Upon visiting the wedding’s website, katieandchrisoncoruscant.ca, guests are greeted with an auto-playing MIDI of “The Imperial March,” an image of the bride and groom awkwardly photoshopped over Han and Leia kissing, and the option to choose between “Bantha Sirloin (steak)” and “Roasted Porg (chicken).”
The site added that “18+ guests can enjoy hard Bantha milk, while younglings will be served Moof juice!”
There was also a link to a registry that includes a Death Star waffle maker, his and hers Jedi bathrobes, and a $950 crystal punch bowl in the shape of C-3P0’s head.
“Apparently because I’m the best man I have to dress like whatever the fuck a ‘Imperial Royal Guard’ is,” said the groom’s best friend. “So there’s a few hundred bucks down the drain. You know, for someone obsessed with Star Wars I don’t think he realises that the mass murdering space fascists are supposed to be the villains.”
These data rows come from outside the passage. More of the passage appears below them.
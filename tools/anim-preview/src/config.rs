//! # Config 模块
//!
//! 预览工具配置。
//!
//! ## 配置优先级
//!
//! 1. 命令行参数（最高）
//! 2. 配置文件 (preview.json)
//! 3. 默认值（最低）

use std::fs;
use std::path::Path;

use anyhow::Context;
use clap::ValueEnum;
use serde::{Deserialize, Serialize};
use thiserror::Error;
use tracing::{info, warn};

/// 帧间隔允许的最大值（毫秒）
const MAX_INTERVAL_MS: u64 = 10_000;

/// 帧输出格式
#[derive(Debug, Clone, Copy, Default, PartialEq, Eq, Serialize, Deserialize, ValueEnum)]
#[serde(rename_all = "lowercase")]
pub enum OutputFormat {
    /// `1, 2, 3 | false | "text"`
    #[default]
    Text,
    /// 每帧一行 JSON
    Json,
}

/// 预览配置
#[derive(Debug, Clone, PartialEq, Serialize, Deserialize)]
pub struct PreviewConfig {
    /// 帧间隔（毫秒）
    #[serde(default = "default_interval_ms")]
    pub interval_ms: u64,

    /// 输出格式
    #[serde(default)]
    pub output: OutputFormat,

    /// 每帧输出前是否清屏
    #[serde(default)]
    pub clear_screen: bool,
}

fn default_interval_ms() -> u64 {
    50
}

impl Default for PreviewConfig {
    fn default() -> Self {
        Self {
            interval_ms: default_interval_ms(),
            output: OutputFormat::default(),
            clear_screen: false,
        }
    }
}

/// 配置错误
#[derive(Error, Debug, Clone, PartialEq, Eq)]
pub enum ConfigError {
    /// 帧间隔超出范围
    #[error("帧间隔必须在 1 - {max} 毫秒之间，实际 {0}", max = MAX_INTERVAL_MS)]
    IntervalOutOfRange(u64),
}

impl PreviewConfig {
    /// 加载配置文件
    ///
    /// 文件不存在时返回默认配置；读取或解析失败则报错。
    pub fn load(path: impl AsRef<Path>) -> anyhow::Result<Self> {
        let path = path.as_ref();

        if !path.exists() {
            warn!(path = %path.display(), "配置文件不存在，使用默认配置");
            return Ok(Self::default());
        }

        let content = fs::read_to_string(path)
            .with_context(|| format!("配置文件读取失败: {}", path.display()))?;
        let config: Self = serde_json::from_str(&content)
            .with_context(|| format!("配置文件解析失败: {}", path.display()))?;

        info!(path = %path.display(), "配置文件加载成功");
        Ok(config)
    }

    /// 应用命令行覆盖项
    pub fn with_overrides(
        mut self,
        interval_ms: Option<u64>,
        output: Option<OutputFormat>,
    ) -> Self {
        if let Some(interval_ms) = interval_ms {
            self.interval_ms = interval_ms;
        }
        if let Some(output) = output {
            self.output = output;
        }
        self
    }

    /// 验证配置有效性
    pub fn validate(&self) -> Result<(), ConfigError> {
        if self.interval_ms == 0 || self.interval_ms > MAX_INTERVAL_MS {
            return Err(ConfigError::IntervalOutOfRange(self.interval_ms));
        }
        Ok(())
    }
}
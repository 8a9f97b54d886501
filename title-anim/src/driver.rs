//! # Driver 模块
//!
//! 帧驱动器：以 `0, 1, 2, ...` 依次调用效果，直到拿到 `done` 帧为止。
//!
//! ## 设计说明
//!
//! - 驱动器只负责索引推进，不负责帧间计时（节奏由宿主控制）
//! - 每一帧仍从头计算，驱动器不缓存帧内容
//! - 索引只在 `0..frame_count()` 内推进，不会越界渲染

use std::iter::FusedIterator;

use crate::effect::{Animation, Effect, FrameSource};
use crate::error::AnimResult;
use crate::frame::Frame;

/// 逐帧迭代器
///
/// 产出 `frame_count()` 帧，最后一帧 `done == true`，之后返回 `None`。
#[derive(Debug, Clone)]
pub struct Frames<'a> {
    source: &'a Animation,
    next: usize,
    count: usize,
}

impl<'a> Frames<'a> {
    pub fn new(source: &'a Animation) -> Self {
        Self {
            source,
            next: 0,
            count: source.frame_count(),
        }
    }

    /// 下一次将要渲染的帧索引
    pub fn next_index(&self) -> usize {
        self.next
    }
}

impl Iterator for Frames<'_> {
    type Item = Frame;

    fn next(&mut self) -> Option<Frame> {
        if self.next >= self.count {
            return None;
        }
        let frame = self.source.render_frame(self.next);
        self.next += 1;
        Some(frame)
    }

    fn size_hint(&self) -> (usize, Option<usize>) {
        let remaining = self.count - self.next;
        (remaining, Some(remaining))
    }
}

impl ExactSizeIterator for Frames<'_> {}

impl FusedIterator for Frames<'_> {}

impl Animation {
    /// 从第 0 帧开始逐帧迭代
    pub fn frames(&self) -> Frames<'_> {
        Frames::new(self)
    }
}

/// 渲染完整帧序列
pub fn collect_frames(effect: Effect, encoded: &str) -> AnimResult<Vec<Frame>> {
    Ok(Animation::prepare(effect, encoded)?.frames().collect())
}
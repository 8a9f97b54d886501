//! # Effect 模块
//!
//! 五种命名效果及其统一的逐帧接口。
//!
//! ## 执行模型
//!
//! ```text
//! 参数串 → parse_params → EncodedParams → Animation::from_params → frame(index) → Frame
//! ```
//!
//! 每个效果都是 `(参数串, 帧索引)` 的纯函数：不保存游标，每次调用都从头计算。
//! `Animation` 只缓存校验过的参数，不缓存播放进度。
//!
//! ## 模块结构
//!
//! - `counter`：倒数 / 正数
//! - `typewriter`：打字 / 删字
//! - `shine`：高光扫过

mod counter;
mod shine;
mod typewriter;


use std::fmt;
use std::str::FromStr;

use serde::{Deserialize, Serialize};

use crate::error::{AnimError, AnimResult, EffectError};
use crate::frame::{ColorTriple, Frame};
use crate::params::{EncodedParams, parse_params};

pub use counter::{CountDirection, Counter};
pub use shine::{SHINE_WIDTH, Shine, shine_window};
pub use typewriter::{TypeMode, Typewriter};

/// 效果名称
#[derive(Debug, Clone, Copy, PartialEq, Eq, Hash, Serialize, Deserialize)]
#[serde(rename_all = "snake_case")]
pub enum Effect {
    /// 倒数：N, N-1, ..., 1
    CountDown,
    /// 正数：1, 2, ..., N
    CountUp,
    /// 逐字写出
    TextWrite,
    /// 逐字删除
    TextDelete,
    /// 高光扫过
    Shine,
}

impl Effect {
    /// 全部效果
    pub const ALL: [Effect; 5] = [
        Effect::CountDown,
        Effect::CountUp,
        Effect::TextWrite,
        Effect::TextDelete,
        Effect::Shine,
    ];

    /// 宿主使用的效果名称
    pub fn name(self) -> &'static str {
        match self {
            Self::CountDown => "count_down",
            Self::CountUp => "count_up",
            Self::TextWrite => "text_write",
            Self::TextDelete => "text_delete",
            Self::Shine => "shine",
        }
    }
}

impl fmt::Display for Effect {
    fn fmt(&self, f: &mut fmt::Formatter<'_>) -> fmt::Result {
        f.write_str(self.name())
    }
}

impl FromStr for Effect {
    type Err = EffectError;

    /// 从效果名称解析（名称区分大小写）
    fn from_str(s: &str) -> Result<Self, Self::Err> {
        match s {
            "count_down" => Ok(Self::CountDown),
            "count_up" => Ok(Self::CountUp),
            "text_write" => Ok(Self::TextWrite),
            "text_delete" => Ok(Self::TextDelete),
            "shine" => Ok(Self::Shine),
            _ => Err(EffectError::UnknownEffect {
                name: s.to_string(),
            }),
        }
    }
}

/// 逐帧生成接口
///
/// 对外只提供带越界检查的 [`FrameSource::frame`]；不经检查的渲染只在 crate 内部使用。
pub trait FrameSource {
    /// 所属效果
    fn effect(&self) -> Effect;

    /// 总帧数 `F`（总是 >= 1）
    fn frame_count(&self) -> usize;

    /// 渲染第 `index` 帧
    ///
    /// `index >= frame_count()` 时返回 `FrameOutOfRange`，从不钳制或外推。
    fn frame(&self, index: usize) -> Result<Frame, EffectError>;
}

/// 检查帧索引是否在 `0..frame_count()` 内
pub(crate) fn check_index<S: FrameSource + ?Sized>(
    source: &S,
    index: usize,
) -> Result<(), EffectError> {
    let frame_count = source.frame_count();
    if index >= frame_count {
        return Err(EffectError::FrameOutOfRange {
            effect: source.effect(),
            index,
            frame_count,
        });
    }
    Ok(())
}

/// 校验过参数的动画
///
/// 可按参数串缓存以避免重复解析；渲染任意帧都不改变其状态。
#[derive(Debug, Clone, PartialEq, Eq)]
pub enum Animation {
    Counter(Counter),
    Typewriter(Typewriter),
    Shine(Shine),
}

impl Animation {
    /// 解析参数串并按效果要求校验
    pub fn prepare(effect: Effect, encoded: &str) -> AnimResult<Self> {
        let params =
            parse_params(encoded).map_err(|source| AnimError::Parse { effect, source })?;
        Ok(Self::from_params(effect, &params)?)
    }

    /// 从已解析的参数构造
    pub fn from_params(effect: Effect, params: &EncodedParams) -> Result<Self, EffectError> {
        match effect {
            Effect::CountDown => {
                Counter::from_params(CountDirection::Down, params).map(Self::Counter)
            }
            Effect::CountUp => Counter::from_params(CountDirection::Up, params).map(Self::Counter),
            Effect::TextWrite => {
                Typewriter::from_params(TypeMode::Write, params).map(Self::Typewriter)
            }
            Effect::TextDelete => {
                Typewriter::from_params(TypeMode::Delete, params).map(Self::Typewriter)
            }
            Effect::Shine => Shine::from_params(params).map(Self::Shine),
        }
    }
}

impl Animation {
    /// 渲染第 `index` 帧，调用方保证 `index < frame_count()`
    pub(crate) fn render_frame(&self, index: usize) -> Frame {
        match self {
            Self::Counter(c) => c.render_frame(index),
            Self::Typewriter(t) => t.render_frame(index),
            Self::Shine(s) => s.render_frame(index),
        }
    }
}

impl FrameSource for Animation {
    fn effect(&self) -> Effect {
        match self {
            Self::Counter(c) => c.effect(),
            Self::Typewriter(t) => t.effect(),
            Self::Shine(s) => s.effect(),
        }
    }

    fn frame_count(&self) -> usize {
        match self {
            Self::Counter(c) => c.frame_count(),
            Self::Typewriter(t) => t.frame_count(),
            Self::Shine(s) => s.frame_count(),
        }
    }

    fn frame(&self, index: usize) -> Result<Frame, EffectError> {
        check_index(self, index)?;
        Ok(self.render_frame(index))
    }
}

/// 渲染指定效果的第 `index` 帧
///
/// 宿主的主要入口：每次调用都重新解析参数串并计算，结果只取决于输入。
pub fn render(effect: Effect, encoded: &str, index: usize) -> AnimResult<Frame> {
    Ok(Animation::prepare(effect, encoded)?.frame(index)?)
}

/// 按效果名称渲染
pub fn render_by_name(name: &str, encoded: &str, index: usize) -> AnimResult<Frame> {
    render(name.parse()?, encoded, index)
}

/// 计算指定输入的总帧数
pub fn frame_count(effect: Effect, encoded: &str) -> AnimResult<usize> {
    Ok(Animation::prepare(effect, encoded)?.frame_count())
}

// -------------------------------------------------------------------------
// 参数形状校验
// -------------------------------------------------------------------------

/// 要求参数恰好有 `expected` 个分组
pub(crate) fn expect_groups(
    effect: Effect,
    params: &EncodedParams,
    expected: usize,
) -> Result<(), EffectError> {
    let found = params.groups().len();
    if found != expected {
        return Err(EffectError::GroupCount {
            effect,
            expected,
            found,
        });
    }
    Ok(())
}

/// 取出第 `index` 个分组中恰好 `N` 个 token
pub(crate) fn group_tokens<const N: usize>(
    effect: Effect,
    params: &EncodedParams,
    index: usize,
) -> Result<[&str; N], EffectError> {
    let group = params.group(index).ok_or(EffectError::GroupCount {
        effect,
        expected: index + 1,
        found: params.groups().len(),
    })?;

    if group.len() != N {
        return Err(EffectError::TokenCount {
            effect,
            group: index,
            expected: N,
            found: group.len(),
        });
    }

    let mut out = [""; N];
    for (slot, token) in out.iter_mut().zip(group.tokens()) {
        *slot = token.as_str();
    }
    Ok(out)
}

/// 取出第 `index` 个分组作为颜色三元组
pub(crate) fn color_triple(
    effect: Effect,
    params: &EncodedParams,
    index: usize,
) -> Result<ColorTriple, EffectError> {
    let [primary, secondary, tertiary] = group_tokens::<3>(effect, params, index)?;
    Ok(ColorTriple::new(primary, secondary, tertiary))
}
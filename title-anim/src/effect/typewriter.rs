//! # 打字效果
//!
//! `text_write` / `text_delete`：参数为一个颜色分组，载荷为任意文本 `S`，共 `len(S) + 1` 帧。
//! 长度按 `char` 计，不考虑显示宽度。

use super::{Effect, FrameSource, check_index, color_triple, expect_groups};
use crate::error::EffectError;
use crate::frame::{ColorTriple, Frame};
use crate::params::EncodedParams;

/// 打字方向
#[derive(Debug, Clone, Copy, PartialEq, Eq)]
pub enum TypeMode {
    /// 第 i 帧显示前 i 个字符
    Write,
    /// 第 i 帧去掉前 i 个字符
    Delete,
}

/// 打字动画
#[derive(Debug, Clone, PartialEq, Eq)]
pub struct Typewriter {
    mode: TypeMode,
    colors: ColorTriple,
    chars: Vec<char>,
}

impl Typewriter {
    pub fn from_params(mode: TypeMode, params: &EncodedParams) -> Result<Self, EffectError> {
        let effect = match mode {
            TypeMode::Write => Effect::TextWrite,
            TypeMode::Delete => Effect::TextDelete,
        };

        expect_groups(effect, params, 1)?;
        let colors = color_triple(effect, params, 0)?;

        Ok(Self {
            mode,
            colors,
            chars: params.payload().chars().collect(),
        })
    }

    pub fn mode(&self) -> TypeMode {
        self.mode
    }
}

impl FrameSource for Typewriter {
    fn effect(&self) -> Effect {
        match self.mode {
            TypeMode::Write => Effect::TextWrite,
            TypeMode::Delete => Effect::TextDelete,
        }
    }

    fn frame_count(&self) -> usize {
        self.chars.len() + 1
    }

    fn frame(&self, index: usize) -> Result<Frame, EffectError> {
        check_index(self, index)?;
        Ok(self.render_frame(index))
    }
}

impl Typewriter {
    /// 调用方保证 `index < frame_count()`
    pub(crate) fn render_frame(&self, index: usize) -> Frame {
        let visible = match self.mode {
            TypeMode::Write => &self.chars[..index],
            TypeMode::Delete => &self.chars[index..],
        };
        Frame::new(
            visible.iter().collect::<String>(),
            index == self.chars.len(),
            self.colors.clone(),
        )
    }
}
“At least I don’t have to wear Leia’s slave outfit like the maid of honour,” the best man continued. “Who doesn’t want to think about sexual slavery at a wedding?”
Guests will be encouraged to blast foam womp rats, wrestle a wookie, and join hired actors in recreating their favourite Star Wars scenes. The couple will then vow to never turn to the dark side before having their first dance to “Duel of the Fates.”
“Great, my son is dressing the waiters up as stormtroopers and the ringbearer as R2-D2,” said Chris’s father. “And then we’re supposed to raise plastic lightsabers after our poor reverend, who’s done up like Obi-Wan, says ‘By the power invested in me by the Republic, I now pronounce you partners in the Force.’ I’m so glad I gave him the money for this.”
At press time, Katie’s 87-year-old grandmother was asking her what live jizz-wailing is.